مقالات پذیرفته شده در نهمین کنگره بین المللی زیست پزشکی
The Role of Long Non-Coding RNAs in Modern Therapeutics: Challenges and Prospects
The Role of Long Non-Coding RNAs in Modern Therapeutics: Challenges and Prospects
Seyedeh Negar Marashi,1,*Razieh Heidari,2Seyed Abbas Mirzaei,3
1. Department of Medical Biotechnology , School of medicine , Mashhad University of Medical Sciences , Mashhad , Iran 2. Department of Medical Biotechnology, School of Advanced Technologies, Shahrekord University of Medical Sciences, Shahrekord, Iran 3. Department of Medical Biotechnology, School of Advanced Technologies, Shahrekord University of Medical Sciences, Shahrekord, Iran
Introduction: With the advancement of gene therapies and their entry into clinical trials, non-coding RNAs have gained increasing attention as therapeutic agents or targets. Long non-coding RNAs (LncRNAs) are among the most important genetic regulators, playing vital roles in controlling gene expression, epigenetic regulation, chromatin structure, and cellular functions. Studies have shown that changes in LncRNA expression patterns are associated with the development and progression of many diseases, including cancer, cardiovascular diseases, diabetes, and neurological disorders. Therefore, LncRNAs have emerged as promising therapeutic targets or tools for designing advanced treatments. Their use in therapy not only enables precise targeting of disease pathways but also paves the way for the development of personalized medicine in the future.

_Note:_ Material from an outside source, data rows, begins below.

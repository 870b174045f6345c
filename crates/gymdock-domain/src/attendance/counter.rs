use chrono::{DateTime, Datelike, Utc};
use serde::{Deserialize, Serialize};

use super::types::MemberAttendanceRecord;
use crate::clock::{monday_of, ZoneCalendar};

/// Check-in counts for the current month and week.
///
/// Counts are events, not distinct days: two scans on one day count twice.
#[derive(Debug, Clone, Copy, PartialEq, Eq, Default, Serialize, Deserialize)]
pub struct PeriodCounts {
    pub monthly_count: u32,
    pub weekly_count: u32,
}

/// Count a member's check-ins in the current local month and in the current
/// week (Monday through today, inclusive).
pub fn count_periods(
    record: &MemberAttendanceRecord,
    now: DateTime<Utc>,
    calendar: &ZoneCalendar,
) -> PeriodCounts {
    let today = calendar.local_date(now);
    let monday = monday_of(today);

    record
        .timestamps()
        .map(|instant| calendar.local_date(instant))
        .fold(PeriodCounts::default(), |mut counts, date| {
            if date.year() == today.year() && date.month() == today.month() {
                counts.monthly_count += 1;
            }
            if date >= monday && date <= today {
                counts.weekly_count += 1;
            }
            counts
        })
}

Methods: We conducted a literature search using Google Scholar and PubMed with the keywords 'nanoparticles,' 'delivery,' and 'lncRNAs.' Our objective was to identify and analyze peer-reviewed articles that discuss the challenges and prospects of utilizing long non-coding RNAs in modern therapeutics.
Results: Challenges in RNA Stability and Delivery
Due to their complex structures and large molecular weights, LncRNAs present challenges in both study and delivery, and the success of LncRNA-based therapies depends on overcoming several key obstacles [1].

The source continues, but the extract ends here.